Requirement. Word for word, return the lines from the start of the entries below through the line that has "pub mod config;".

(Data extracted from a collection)
****
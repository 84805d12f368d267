//! De-identification engine, configuration, audit and reporting
//!
//! This module wraps the core pipeline for callers:
//! - **Engine**: runs batches with the configured k, policy and age widths
//! - **Audit**: one append-only entry per batch, never values
//! - **Report**: console and JSON batch summaries
//! - **Models**: the PII field denylist and column role recognition
//!
//! # Usage
//!
//! ```rust,no_run
//! use deident::anonymization::{DeidentificationEngine, PrivacyConfig};
//! use serde_json::json;
//!
//! # fn example() -> deident::domain::Result<()> {
//! let engine = DeidentificationEngine::new(PrivacyConfig::default())?;
//! let output = engine.process(&json!([{"Patient ID": "P-1", "Age": 37}]))?;
//! # Ok(())
//! # }
//! ```

pub mod audit;
pub mod config;
pub mod engine;
pub mod models;
pub mod report;

// Re-export main types
pub use config::{AuditConfig, PrivacyConfig};
pub use engine::DeidentificationEngine;
pub use models::{FieldRole, PiiField};
pub use report::BatchReport;
//! k-anonymity grouping and enforcement

use crate::domain::{CohortKey, CohortViolation, GeneralizedRecord, PipelineError, Strength};
use serde::{Deserialize, Serialize};
use std::collections::BTreeMap;
use std::fmt;
use std::str::FromStr;

/// Default minimum cohort size
pub const DEFAULT_K: usize = 5;

/// What to do when a cohort is smaller than k
#[derive(Debug, Clone, Copy, PartialEq, Eq, Default, Serialize, Deserialize)]
#[serde(rename_all = "lowercase")]
pub enum ViolationPolicy {
    /// Reject the whole batch
    #[default]
    Reject,
    /// Drop the undersized cohorts and release the rest
    Suppress,
}

impl fmt::Display for ViolationPolicy {
    fn fmt(&self, f: &mut fmt::Formatter<'_>) -> fmt::Result {
        match self {
            Self::Reject => f.write_str("reject"),
            Self::Suppress => f.write_str("suppress"),
        }
    }
}

impl FromStr for ViolationPolicy {
    type Err = String;

    fn from_str(s: &str) -> Result<Self, Self::Err> {
        match s.to_lowercase().as_str() {
            "reject" => Ok(Self::Reject),
            "suppress" => Ok(Self::Suppress),
            _ => Err(format!(
                "Invalid violation policy: {s}. Expected 'reject' or 'suppress'"
            )),
        }
    }
}

/// Outcome of a k-anonymity check over one record set
#[derive(Debug, Clone, PartialEq, Eq, Serialize, Deserialize)]
#[serde(rename_all = "camelCase")]
pub struct KAnonymityReport {
    /// Threshold in force
    pub k: usize,
    /// Strength of the checked records, if any were checked
    pub strength: Option<Strength>,
    /// Records checked
    pub total_records: usize,
    /// Distinct cohorts
    pub cohort_count: usize,
    /// Size of the smallest cohort
    pub smallest_cohort: Option<usize>,
    /// Whether enforcement was skipped because the set is smaller than k
    pub bypassed: bool,
}

/// Groups records by quasi-identifier tuple
///
/// Values are record indices in input order.
pub fn group_cohorts(records: &[GeneralizedRecord]) -> BTreeMap<CohortKey, Vec<usize>> {
    let mut cohorts: BTreeMap<CohortKey, Vec<usize>> = BTreeMap::new();
    for (index, record) in records.iter().enumerate() {
        cohorts.entry(record.cohort_key()).or_default().push(index);
    }
    cohorts
}

/// Every cohort smaller than `k`, in key order
pub fn undersized_cohorts(
    cohorts: &BTreeMap<CohortKey, Vec<usize>>,
    k: usize,
) -> Vec<CohortViolation> {
    cohorts
        .iter()
        .filter(|(_, members)| members.len() < k)
        .map(|(cohort, members)| CohortViolation {
            cohort: cohort.clone(),
            count: members.len(),
        })
        .collect()
}

/// Enforces k-anonymity over a record set
///
/// A set with fewer than `k` records in total is not enforced: a warning is
/// logged and the report is marked as bypassed.
///
/// # Errors
///
/// Returns [`PipelineError::KAnonymityViolation`] listing every undersized
/// cohort with its count.
pub fn check_k_anonymity(
    records: &[GeneralizedRecord],
    k: usize,
) -> Result<KAnonymityReport, PipelineError> {
    let cohorts = group_cohorts(records);
    let strength = records.first().map(|r| r.strength);
    let report = KAnonymityReport {
        k,
        strength,
        total_records: records.len(),
        cohort_count: cohorts.len(),
        smallest_cohort: cohorts.values().map(Vec::len).min(),
        bypassed: records.len() < k,
    };

    if report.bypassed {
        crate::log_k_anonymity_bypass!(records.len(), k);
        return Ok(report);
    }

    let violations = undersized_cohorts(&cohorts, k);
    if violations.is_empty() {
        Ok(report)
    } else {
        Err(PipelineError::KAnonymityViolation { k, violations })
    }
}

/// Indices of records to keep after dropping undersized cohorts
///
/// Returns the kept indices (in input order) and the suppressed cohorts. A
/// set smaller than `k` is bypassed and kept whole.
pub fn suppress_undersized(
    records: &[GeneralizedRecord],
    k: usize,
) -> (Vec<usize>, Vec<CohortViolation>) {
    if records.len() < k {
        return ((0..records.len()).collect(), Vec::new());
    }

    let cohorts = group_cohorts(records);
    let suppressed = undersized_cohorts(&cohorts, k);
    let mut kept: Vec<usize> = cohorts
        .into_values()
        .filter(|members| members.len() >= k)
        .flatten()
        .collect();
    kept.sort_unstable();

    for violation in &suppressed {
        tracing::warn!(
            cohort = %violation.cohort,
            count = violation.count,
            k = k,
            "Suppressing cohort below k"
        );
    }

    (kept, suppressed)
}
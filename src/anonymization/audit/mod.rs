//! Audit logging module
//!
//! Records one entry per batch, released or rejected.

pub mod logger;

pub use logger::AuditLogger;
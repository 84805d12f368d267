//! Canonical hashing
//!
//! Every hash is SHA-256 over compact JSON with lexicographically sorted
//! keys, encoded as 64 lowercase hex characters.

use crate::domain::{AnonymousPid, ResourceKind};
use serde::Serialize;
use serde_json::{json, Value};
use sha2::{Digest, Sha256};
use std::collections::BTreeMap;

/// Length of a hex-encoded SHA-256 digest
pub const HASH_HEX_LEN: usize = 64;

/// Canonical hash of any serializable record
///
/// # Examples
///
/// ```
/// use deident::core::provenance::hash::canonical_hash;
/// use serde_json::json;
///
/// let a = canonical_hash(&json!({"b": 1, "a": 2})).unwrap();
/// let b = canonical_hash(&json!({"a": 2, "b": 1})).unwrap();
/// assert_eq!(a, b);
/// assert_eq!(a.len(), 64);
/// ```
pub fn canonical_hash<T: Serialize>(record: &T) -> serde_json::Result<String> {
    let value = serde_json::to_value(record)?;
    Ok(hash_value(&value))
}

/// SHA-256 over the key-sorted compact serialization of `value`
pub fn hash_value(value: &Value) -> String {
    sha256_hex(canonicalize(value).to_string().as_bytes())
}

/// Hash over a consent decision
///
/// Only the four named inputs are hashed; callers never pass raw fields.
pub fn consent_hash(
    pid: &AnonymousPid,
    consent_date: &str,
    consent_type: &str,
    timestamp: &str,
) -> String {
    hash_value(&json!({
        "anonymousPid": pid.as_str(),
        "consentDate": consent_date,
        "consentType": consent_type,
        "timestamp": timestamp,
    }))
}

/// Hash linking a storage hash to a chain hash
pub fn provenance_proof(
    storage_hash: &str,
    chain_hash: &str,
    pid: &AnonymousPid,
    resource_type: ResourceKind,
    timestamp: &str,
) -> String {
    hash_value(&json!({
        "storageHash": storage_hash,
        "chainHash": chain_hash,
        "anonymousPid": pid.as_str(),
        "resourceType": resource_type.as_str(),
        "timestamp": timestamp,
    }))
}

/// SHA-256 over the concatenation of constituent hashes, in order
///
/// There is no separator between constituents. Each one must be a 64-char
/// lowercase hex digest, which makes the concatenation unambiguous.
///
/// # Errors
///
/// Returns the position of the first malformed constituent.
pub fn batch_hash_of(hashes: &[String]) -> Result<String, usize> {
    let mut hasher = Sha256::new();
    for (position, hash) in hashes.iter().enumerate() {
        if !is_hash(hash) {
            return Err(position);
        }
        hasher.update(hash.as_bytes());
    }
    Ok(format!("{:x}", hasher.finalize()))
}

/// Whether `candidate` matches `^[a-f0-9]{64}$`
pub fn is_hash(candidate: &str) -> bool {
    candidate.len() == HASH_HEX_LEN
        && candidate
            .bytes()
            .all(|b| b.is_ascii_digit() || (b'a'..=b'f').contains(&b))
}

/// SHA-256 of raw bytes as lowercase hex
pub fn sha256_hex(data: &[u8]) -> String {
    let mut hasher = Sha256::new();
    hasher.update(data);
    format!("{:x}", hasher.finalize())
}

/// Recursively sorts object keys
fn canonicalize(value: &Value) -> Value {
    match value {
        Value::Object(map) => {
            let sorted: BTreeMap<&String, Value> =
                map.iter().map(|(k, v)| (k, canonicalize(v))).collect();
            Value::Object(sorted.into_iter().map(|(k, v)| (k.clone(), v)).collect())
        }
        Value::Array(items) => Value::Array(items.iter().map(canonicalize).collect()),
        _ => value.clone(),
    }
}

#[cfg(test)]
mod tests {
    use super::*;

    fn pid() -> AnonymousPid {
        AnonymousPid::from_sequence(1)
    }

    #[test]
    fn test_sha256_known_value() {
        assert_eq!(
            sha256_hex(b"abc"),
            "ba7816bf8f01cfea414140de5dae2223b00361a396177a9cb410ff61f20015ad"
        );
    }

    #[test]
    fn test_canonical_hash_key_order_independence() {
        let a = hash_value(&json!({"outer": {"z": 1, "a": 2}, "list": [{"b": 1, "a": 2}]}));
        let b = hash_value(&json!({"list": [{"a": 2, "b": 1}], "outer": {"a": 2, "z": 1}}));
        assert_eq!(a, b);
        assert!(is_hash(&a));
    }

    #[test]
    fn test_canonical_hash_value_sensitive() {
        let a = hash_value(&json!({"Result": "95"}));
        let b = hash_value(&json!({"Result": "96"}));
        assert_ne!(a, b);
    }

    #[test]
    fn test_consent_hash_changes_with_type() {
        let individual = consent_hash(&pid(), "2024-01-01", "individual", "T");
        let bulk = consent_hash(&pid(), "2024-01-01", "bulk", "T");
        assert_ne!(individual, bulk);
        assert!(is_hash(&individual));
    }

    #[test]
    fn test_provenance_proof_depends_on_every_input() {
        let h1 = "a".repeat(64);
        let h2 = "b".repeat(64);
        let base = provenance_proof(&h1, &h2, &pid(), ResourceKind::Observation, "T");

        let other = "c".repeat(64);
        assert_ne!(base, provenance_proof(&other, &h2, &pid(), ResourceKind::Observation, "T"));
        assert_ne!(base, provenance_proof(&h1, &other, &pid(), ResourceKind::Observation, "T"));
        assert_ne!(
            base,
            provenance_proof(&h1, &h2, &AnonymousPid::from_sequence(2), ResourceKind::Observation, "T")
        );
        assert_ne!(base, provenance_proof(&h1, &h2, &pid(), ResourceKind::Patient, "T"));
        assert_ne!(base, provenance_proof(&h1, &h2, &pid(), ResourceKind::Observation, "U"));
    }

    #[test]
    fn test_batch_hash_is_plain_concatenation() {
        let hashes = vec![sha256_hex(b"one"), sha256_hex(b"two")];
        let expected = sha256_hex(format!("{}{}", hashes[0], hashes[1]).as_bytes());
        assert_eq!(batch_hash_of(&hashes).unwrap(), expected);
    }

    #[test]
    fn test_batch_hash_order_matters() {
        let forward = vec![sha256_hex(b"one"), sha256_hex(b"two")];
        let reversed = vec![forward[1].clone(), forward[0].clone()];
        assert_ne!(batch_hash_of(&forward), batch_hash_of(&reversed));
    }

    #[test]
    fn test_batch_hash_rejects_ambiguous_constituents() {
        // "ab" + "cd" and "a" + "bcd" would collide without the length check
        let split_one = vec!["ab".to_string(), "cd".to_string()];
        let split_two = vec!["a".to_string(), "bcd".to_string()];
        assert_eq!(batch_hash_of(&split_one), Err(0));
        assert_eq!(batch_hash_of(&split_two), Err(0));

        let upper = vec![sha256_hex(b"one").to_uppercase()];
        assert_eq!(batch_hash_of(&upper), Err(0));
    }

    #[test]
    fn test_empty_batch_hash() {
        assert_eq!(batch_hash_of(&[]).unwrap(), sha256_hex(b""));
    }

    #[test]
    fn test_is_hash() {
        assert!(is_hash(&"0".repeat(64)));
        assert!(!is_hash(&"0".repeat(63)));
        assert!(!is_hash(&"g".repeat(64)));
        assert!(!is_hash(&"A".repeat(64)));
    }
}
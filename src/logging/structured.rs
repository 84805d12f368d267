//! Structured logging setup using tracing
//!
//! Console output is always on. A daily or hourly rolling JSON file layer is
//! added when `logging.local_enabled` is set.
//!
//! # Example
//!
//! ```no_run
//! use deident::logging::init_logging;
//! use deident::config::LoggingConfig;
//!
//! let config = LoggingConfig::default();
//! let _guard = init_logging("info", &config).expect("Failed to initialize logging");
//! ```

use crate::config::LoggingConfig;
use crate::domain::{DeidentError, Result};
use tracing::Level;
use tracing_appender::non_blocking::WorkerGuard;
use tracing_appender::rolling::{RollingFileAppender, Rotation};
use tracing_subscriber::fmt::format::FmtSpan;
use tracing_subscriber::layer::SubscriberExt;
use tracing_subscriber::util::SubscriberInitExt;
use tracing_subscriber::{EnvFilter, Layer};

/// File name prefix of the rolling log
pub const LOG_FILE_NAME: &str = "deident.log";

/// Guard that must be kept alive for the duration of the program
/// to ensure logs are flushed properly
pub struct LoggingGuard {
    _file_guard: Option<WorkerGuard>,
}

impl LoggingGuard {
    fn new(file_guard: Option<WorkerGuard>) -> Self {
        Self {
            _file_guard: file_guard,
        }
    }
}

/// Initialize the logging system based on configuration
///
/// `RUST_LOG` takes precedence over `log_level_str` when set.
///
/// # Returns
///
/// A `LoggingGuard` that must be kept alive for the duration of the program
///
/// # Errors
///
/// Returns [`DeidentError::Configuration`] for an unknown level, an
/// uncreatable log directory, or a second initialization.
pub fn init_logging(log_level_str: &str, config: &LoggingConfig) -> Result<LoggingGuard> {
    let log_level = parse_log_level(log_level_str)?;

    let env_filter = EnvFilter::try_from_default_env()
        .unwrap_or_else(|_| EnvFilter::new(format!("deident={}", log_level)));

    let mut layers = Vec::new();

    let console_layer = tracing_subscriber::fmt::layer()
        .with_target(true)
        .with_span_events(FmtSpan::CLOSE)
        .with_writer(std::io::stderr)
        .with_filter(env_filter.clone());

    layers.push(console_layer.boxed());

    let file_guard = if config.local_enabled {
        std::fs::create_dir_all(&config.local_path).map_err(|e| {
            DeidentError::Configuration(format!(
                "Failed to create log directory {}: {}",
                config.local_path, e
            ))
        })?;

        let file_appender = RollingFileAppender::new(
            rotation(&config.local_rotation),
            &config.local_path,
            LOG_FILE_NAME,
        );
        let (non_blocking, guard) = tracing_appender::non_blocking(file_appender);

        let file_layer = tracing_subscriber::fmt::layer()
            .json()
            .with_target(true)
            .with_thread_ids(true)
            .with_span_events(FmtSpan::CLOSE)
            .with_writer(non_blocking)
            .with_filter(env_filter);

        layers.push(file_layer.boxed());
        Some(guard)
    } else {
        None
    };

    tracing_subscriber::registry()
        .with(layers)
        .try_init()
        .map_err(|e| DeidentError::Configuration(format!("Logging already initialized: {e}")))?;

    tracing::info!(
        local_enabled = config.local_enabled,
        local_path = %config.local_path,
        "Logging initialized"
    );

    Ok(LoggingGuard::new(file_guard))
}

fn rotation(name: &str) -> Rotation {
    match name {
        "hourly" => Rotation::HOURLY,
        "never" => Rotation::NEVER,
        _ => Rotation::DAILY,
    }
}

/// Parse log level from string
fn parse_log_level(level_str: &str) -> Result<Level> {
    match level_str.to_lowercase().as_str() {
        "trace" => Ok(Level::TRACE),
        "debug" => Ok(Level::DEBUG),
        "info" => Ok(Level::INFO),
        "warn" => Ok(Level::WARN),
        "error" => Ok(Level::ERROR),
        _ => Err(DeidentError::Configuration(format!(
            "Invalid log level: {}. Must be one of: trace, debug, info, warn, error",
            level_str
        ))),
    }
}

#[cfg(test)]
mod tests {
    use super::*;

    #[test]
    fn test_parse_log_level_valid() {
        assert_eq!(parse_log_level("trace").unwrap(), Level::TRACE);
        assert_eq!(parse_log_level("debug").unwrap(), Level::DEBUG);
        assert_eq!(parse_log_level("info").unwrap(), Level::INFO);
        assert_eq!(parse_log_level("warn").unwrap(), Level::WARN);
        assert_eq!(parse_log_level("error").unwrap(), Level::ERROR);
    }

    #[test]
    fn test_parse_log_level_case_insensitive() {
        assert_eq!(parse_log_level("TRACE").unwrap(), Level::TRACE);
        assert_eq!(parse_log_level("Debug").unwrap(), Level::DEBUG);
    }

    #[test]
    fn test_parse_log_level_invalid() {
        assert!(parse_log_level("verbose").is_err());
        assert!(parse_log_level("").is_err());
    }

    #[test]
    fn test_rotation_defaults_to_daily() {
        assert_eq!(rotation("hourly"), Rotation::HOURLY);
        assert_eq!(rotation("weekly"), Rotation::DAILY);
    }
}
****
Response area.
repository 84805d12f368d267
//! De-identification engine, configuration, audit and reporting
//!
//! This module wraps the core pipeline for callers:
//! - **Engine**: runs batches with the configured k, policy and age widths
//! - **Audit**: one append-only entry per batch, never values
//! - **Report**: console and JSON batch summaries
//! - **Models**: the PII field denylist and column role recognition
//!
//! # Usage
//!
//! ```rust,no_run
//! use deident::anonymization::{DeidentificationEngine, PrivacyConfig};
//! use serde_json::json;
//!
//! # fn example() -> deident::domain::Result<()> {
//! let engine = DeidentificationEngine::new(PrivacyConfig::default())?;
//! let output = engine.process(&json!([{"Patient ID": "P-1", "Age": 37}]))?;
//! # Ok(())
//! # }
//! ```

pub mod audit;
pub mod config;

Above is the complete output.